Self-professed romance fan Nadra Rahman attended one of the Book History Colloquium events yesterday evening, titled “The Rise of the Literary Annual, Powerful Femininity, and Beautiful Books.” There wasn’t as much romance as she expected.
I was the youngest person in the room by far—the average age of attendee (of which there were six, besides me) hovered at around 60 years old. While I felt out of place, the sense of an intimate environment pervaded; speaker Katherine Harris, ready to deliver her lecture on “The Rise of the Literary Annual, Powerful Femininity, and Beautiful Books” easily chatted with guests about her work and such scintillating topics as microfilm (I imagine).
Harris, an Associate Professor at San Jose University, specializes in Romantic 19th-century British literature, the literary annual, and the digital humanities. As she started her presentation, her excitement about literary annuals–published collections of short stories, poetry, and engravings meant to be consumed by young women–was fully visible. The literary annual had been described to me as a 19th-century equivalent of Twilight, and there are certainly striking parallels, in that the literary annual catered to women and was disparaged by critics as being frothy and silly, the “‘cakes’ of literature,” according to one critic as late as 1902.
And yet the annual does differ a great deal from our popular conception of “chick lit.” The aesthetics of the annual mattered as much as what was inside, for some. Initially bound in leather, they came to have decadent, feminine silk covers. Over 100,000 were bought every year, mostly as gifts—when they were released on Almanac Day, people would rush to the stores and mill around, trying to get one for their friend or sweetheart. Interestingly enough, girls were encouraged to write in pencil on the dedication page, because they just might change their mind about the recipient of the annual (silly girls!).
Engravings in literary annuals were accompanied by poetry, most of which eschewed the conventions of honoring the war hero; instead, there was space for a different kind of poetic voice, one which articulated concerns about the failure of the government and the need for a different type of femininity. This quiet radicalism was gone unnoticed by critics, who considered the genre devoid of substance, even though all the great authors of the Romantic period, from Byron to Coleridge to Shelley, had their work published in literary annuals. In particular, they found the “poetess aesthetic” juvenile and uninteresting, no matter what insights it lead to.
Harris focused especially on Rudolph Ackerman, the mastermind behind the English literary annual and publisher of the very first one: “Forget-Me-Not.” An innovator in printing, publishing, and marketing, he is largely forgotten nowadays, though not by Harris. For the past ten years, she has visited British archives in search of his personal letters, persisting even after they tell her the work was “lost in the Blitz” (code for “we can’t find it”). For Ackerman, the literary annual was not craftsmanship, but art, and he completely changed the literary scene in England by importing the literary annual from Germany. His letters certainly would have provided some insight into what prompted his championing of the form.

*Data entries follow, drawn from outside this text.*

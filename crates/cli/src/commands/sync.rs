use std::sync::Arc;

use compass_core::connector::DiscardSink;
use compass_core::registry::PlatformOutcome;

use crate::commands::{open_session, CommandResult, EXIT_FAILURE};

pub fn run() -> CommandResult {
    let session = match open_session() {
        Ok(session) => session,
        Err(error) => return error.into_result("sync"),
    };

    if session.registry.is_empty() {
        return CommandResult::failure(
            "sync",
            "no_platforms",
            "no CRM platform is configured",
            EXIT_FAILURE,
        );
    }

    let results = session.runtime.block_on(session.registry.sync_all(Arc::new(DiscardSink)));

    let mut failed = Vec::new();
    let mut lines = Vec::new();
    for (name, result) in &results {
        match &result.outcome {
            PlatformOutcome::Data(report) => {
                lines.push(format!("{name}: {} records at {}", report.total(), report.timestamp));
            }
            PlatformOutcome::Error(error) => {
                failed.push(name.clone());
                lines.push(format!("{name}: failed ({error})"));
            }
        }
    }

    let message = lines.join("; ");
    if failed.is_empty() {
        CommandResult::success("sync", message)
    } else {
        CommandResult::failure("sync", "platform_sync", message, EXIT_FAILURE)
    }
}
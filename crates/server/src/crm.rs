//! CRM aggregation endpoints.
//!
//! Cross-platform routes always answer 200 with one entry per registered
//! platform; a failing platform shows up as an `error` entry beside the
//! others. Single-platform routes surface the failure as the response status.

use std::collections::BTreeMap;
use std::sync::Arc;

use axum::{
    extract::{Path, Query, State},
    http::StatusCode,
    response::{IntoResponse, Json, Response},
    routing::{get, post},
    Router,
};
use chrono::{DateTime, Utc};
use compass_agent::{AgentRuntime, ChatIntent};
use compass_core::config::AggregationConfig;
use compass_core::connector::{DiscardSink, FetchQuery, HealthStatus, RecordSink, SyncReport};
use compass_core::dashboard::{window_start, DashboardSummary};
use compass_core::domain::budget::BudgetSummary;
use compass_core::domain::call::Call;
use compass_core::domain::lead::Lead;
use compass_core::errors::{ApplicationError, InterfaceError};
use compass_core::registry::{ConnectorRegistry, PlatformInfo, PlatformResults};
use serde::{Deserialize, Serialize};
use serde_json::Value;
use tracing::{info, warn};
use uuid::Uuid;

const DEFAULT_LIMIT: usize = 100;

#[derive(Clone)]
pub struct CrmState {
    registry: Arc<ConnectorRegistry>,
    agent: Arc<AgentRuntime>,
    sink: Arc<dyn RecordSink>,
    aggregation: AggregationConfig,
}

impl CrmState {
    pub fn new(
        registry: Arc<ConnectorRegistry>,
        agent: Arc<AgentRuntime>,
        aggregation: AggregationConfig,
    ) -> Self {
        Self { registry, agent, sink: Arc::new(DiscardSink), aggregation }
    }
}

#[derive(Clone, Debug, Default, Deserialize)]
pub struct FetchParams {
    pub limit: Option<usize>,
    pub since_days: Option<i64>,
}

impl FetchParams {
    /// `limit=0` means no limit; an absent `limit` means [`DEFAULT_LIMIT`].
    fn to_query(&self, now: DateTime<Utc>) -> FetchQuery {
        let query = match self.limit.unwrap_or(DEFAULT_LIMIT) {
            0 => FetchQuery::unbounded(),
            limit => FetchQuery::limited(limit),
        };
        match self.since_days.filter(|days| *days > 0) {
            Some(days) => query.since(window_start(now, days)),
            None => query,
        }
    }
}

#[derive(Debug, Serialize)]
pub struct LeadsResponse {
    pub leads: PlatformResults<Vec<Lead>>,
    pub total_platforms: usize,
    pub retrieved_at: DateTime<Utc>,
}

#[derive(Debug, Serialize)]
pub struct CallsResponse {
    pub calls: PlatformResults<Vec<Call>>,
    pub total_platforms: usize,
    pub retrieved_at: DateTime<Utc>,
}

#[derive(Debug, Serialize)]
pub struct BudgetResponse {
    pub budget_info: PlatformResults<BudgetSummary>,
    pub total_platforms: usize,
    pub retrieved_at: DateTime<Utc>,
}

#[derive(Debug, Serialize)]
pub struct SyncResponse {
    pub results: PlatformResults<SyncReport>,
    pub synced_at: DateTime<Utc>,
    pub status: &'static str,
}

#[derive(Debug, Serialize)]
pub struct PlatformsResponse {
    pub platforms: Vec<PlatformInfo>,
    pub total: usize,
}

#[derive(Debug, Serialize)]
pub struct PlatformLeadsResponse {
    pub platform: String,
    pub leads: Vec<Lead>,
    pub count: usize,
    pub retrieved_at: DateTime<Utc>,
}

#[derive(Debug, Serialize)]
pub struct PlatformCallsResponse {
    pub platform: String,
    pub calls: Vec<Call>,
    pub count: usize,
    pub retrieved_at: DateTime<Utc>,
}

#[derive(Debug, Serialize)]
pub struct PlatformBudgetResponse {
    pub platform: String,
    pub budget_info: BudgetSummary,
    pub retrieved_at: DateTime<Utc>,
}

#[derive(Debug, Serialize)]
pub struct PlatformSyncResponse {
    pub platform: String,
    pub result: SyncReport,
    pub synced_at: DateTime<Utc>,
}

#[derive(Debug, Deserialize)]
pub struct ChatRequest {
    pub message: String,
    // Accepted for client compatibility; replies are stateless.
    #[serde(default)]
    pub conversation_history: Vec<Value>,
}

#[derive(Debug, Serialize)]
pub struct ChatResponse {
    pub response: String,
    pub intent: Option<ChatIntent>,
    pub degraded: bool,
    pub timestamp: DateTime<Utc>,
    pub context_used: bool,
}

#[derive(Debug, Serialize)]
struct ErrorBody {
    error: &'static str,
    detail: String,
    correlation_id: String,
}

#[derive(Debug)]
pub struct ApiError(InterfaceError);

impl IntoResponse for ApiError {
    fn into_response(self) -> Response {
        let (status, detail) = match &self.0 {
            InterfaceError::NotFound { message, .. } => (StatusCode::NOT_FOUND, message),
            InterfaceError::ServiceUnavailable { message, .. } => {
                (StatusCode::SERVICE_UNAVAILABLE, message)
            }
            InterfaceError::Internal { message, .. } => {
                (StatusCode::INTERNAL_SERVER_ERROR, message)
            }
        };
        let body = ErrorBody {
            error: self.0.user_message(),
            detail: detail.clone(),
            correlation_id: self.0.correlation_id().to_string(),
        };
        (status, Json(body)).into_response()
    }
}

fn reject(error: impl Into<ApplicationError>, correlation_id: &str) -> ApiError {
    let error = error.into();
    warn!(
        event_name = "crm.request.failed",
        correlation_id,
        error = %error,
        "crm platform request failed"
    );
    ApiError(error.into_interface(correlation_id))
}

pub fn router(state: CrmState) -> Router {
    Router::new()
        .route("/api/crm/health", get(health))
        .route("/api/crm/leads", get(leads))
        .route("/api/crm/calls", get(calls))
        .route("/api/crm/budget", get(budget))
        .route("/api/crm/sync", post(sync))
        .route("/api/crm/dashboard", get(dashboard))
        .route("/api/crm/platforms", get(platforms))
        .route("/api/crm/platform/{name}/leads", get(platform_leads))
        .route("/api/crm/platform/{name}/calls", get(platform_calls))
        .route("/api/crm/platform/{name}/budget", get(platform_budget))
        .route("/api/crm/platform/{name}/sync", post(platform_sync))
        .route("/api/crm/chat", post(chat))
        .with_state(state)
}

async fn health(State(state): State<CrmState>) -> Json<BTreeMap<String, HealthStatus>> {
    Json(state.registry.health_check().await)
}

async fn leads(
    State(state): State<CrmState>,
    Query(params): Query<FetchParams>,
) -> Json<LeadsResponse> {
    let leads = state.registry.get_all_leads(params.to_query(Utc::now())).await;
    Json(LeadsResponse { total_platforms: leads.len(), leads, retrieved_at: Utc::now() })
}

async fn calls(
    State(state): State<CrmState>,
    Query(params): Query<FetchParams>,
) -> Json<CallsResponse> {
    let calls = state.registry.get_all_calls(params.to_query(Utc::now())).await;
    Json(CallsResponse { total_platforms: calls.len(), calls, retrieved_at: Utc::now() })
}

async fn budget(State(state): State<CrmState>) -> Json<BudgetResponse> {
    let budget_info = state.registry.get_all_budget_info(None).await;
    Json(BudgetResponse {
        total_platforms: budget_info.len(),
        budget_info,
        retrieved_at: Utc::now(),
    })
}

async fn sync(State(state): State<CrmState>) -> Json<SyncResponse> {
    let results = state.registry.sync_all(Arc::clone(&state.sink)).await;
    info!(
        event_name = "crm.sync.completed",
        correlation_id = "sync_all",
        platforms = results.len(),
        "cross-platform sync completed"
    );
    Json(SyncResponse { results, synced_at: Utc::now(), status: "completed" })
}

async fn dashboard(State(state): State<CrmState>) -> Json<DashboardSummary> {
    Json(state.registry.dashboard_summary(state.aggregation.dashboard_page_limit).await)
}

async fn platforms(State(state): State<CrmState>) -> Json<PlatformsResponse> {
    let platforms = state.registry.platforms().await;
    Json(PlatformsResponse { total: platforms.len(), platforms })
}

async fn platform_leads(
    State(state): State<CrmState>,
    Path(name): Path<String>,
    Query(params): Query<FetchParams>,
) -> Result<Json<PlatformLeadsResponse>, ApiError> {
    let correlation_id = Uuid::new_v4().to_string();
    let connector = state.registry.require(&name).map_err(|e| reject(e, &correlation_id))?;
    let leads = connector
        .get_leads(&params.to_query(Utc::now()))
        .await
        .map_err(|e| reject(e, &correlation_id))?;

    Ok(Json(PlatformLeadsResponse {
        platform: name,
        count: leads.len(),
        leads,
        retrieved_at: Utc::now(),
    }))
}

async fn platform_calls(
    State(state): State<CrmState>,
    Path(name): Path<String>,
    Query(params): Query<FetchParams>,
) -> Result<Json<PlatformCallsResponse>, ApiError> {
    let correlation_id = Uuid::new_v4().to_string();
    let connector = state.registry.require(&name).map_err(|e| reject(e, &correlation_id))?;
    let calls = connector
        .get_calls(&params.to_query(Utc::now()))
        .await
        .map_err(|e| reject(e, &correlation_id))?;

    Ok(Json(PlatformCallsResponse {
        platform: name,
        count: calls.len(),
        calls,
        retrieved_at: Utc::now(),
    }))
}

async fn platform_budget(
    State(state): State<CrmState>,
    Path(name): Path<String>,
) -> Result<Json<PlatformBudgetResponse>, ApiError> {
    let correlation_id = Uuid::new_v4().to_string();
    let connector = state.registry.require(&name).map_err(|e| reject(e, &correlation_id))?;
    let budget_info =
        connector.get_budget_info(None).await.map_err(|e| reject(e, &correlation_id))?;

    Ok(Json(PlatformBudgetResponse { platform: name, budget_info, retrieved_at: Utc::now() }))
}

async fn platform_sync(
    State(state): State<CrmState>,
    Path(name): Path<String>,
) -> Result<Json<PlatformSyncResponse>, ApiError> {
    let correlation_id = Uuid::new_v4().to_string();
    let connector = state.registry.require(&name).map_err(|e| reject(e, &correlation_id))?;
    let result =
        connector.sync(state.sink.as_ref()).await.map_err(|e| reject(e, &correlation_id))?;

    Ok(Json(PlatformSyncResponse { platform: name, result, synced_at: Utc::now() }))
}

async fn chat(
    State(state): State<CrmState>,
    Json(request): Json<ChatRequest>,
) -> Json<ChatResponse> {
    let context = state.registry.assistant_context(state.aggregation.context_page_limit).await;
    let reply = state.agent.respond(&request.message, &context);

    Json(ChatResponse {
        response: reply.response,
        intent: reply.intent,
        degraded: reply.degraded,
        timestamp: Utc::now(),
        context_used: true,
    })
}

If one conceives of the literary annual as a feminine body, he was one of the male publishers who struggled to make the form both proper and sexually appealing, as women readers simultaneously tried to make the annual fit into their feminine ideals. Harris asked us if looking into an annual wasn’t the equivalent to peeking under a woman’s silk skirt—an evocative question when one considers the intimacy associated with the literary annual, and the way it was so clearly gendered. Men’s almanacs, for example, differed in that they provided areas for charting and writing diary entries, while no such space for annotations existed in the literary annual (some journals for women did offer math problems and puzzles that one of Harris’s Silicon Valley engineer friends declared “advanced.”).
Perhaps most intriguingly, the literary annual facilitated real-life intimacy. Small books, they could only be read by two people simultaneously if they sat close together and pored over it alongside each other. Young men and women would thus sit on park benches reading from books together, perhaps not finding the poetess aesthetic as entirely displeasing as did tiresome critics. Harris noted that women weren’t allowed to be alone in most cases, although they were if they were going to the lending library, “because nothing bad ever happens in a library.” Whether or not this was a reference to the Butler stacks, this use of the literary annual remains dreamy and romantic.
The presentation ended with a Q&A, after which attendees were welcomed to peruse the Rare Books and Manuscript Collection, and in particular the annuals in our library collection. Energized and refreshed, the party likely marched over, ready to peek under more silk skirts, although, dear reader, I was already absent by this time. Alas!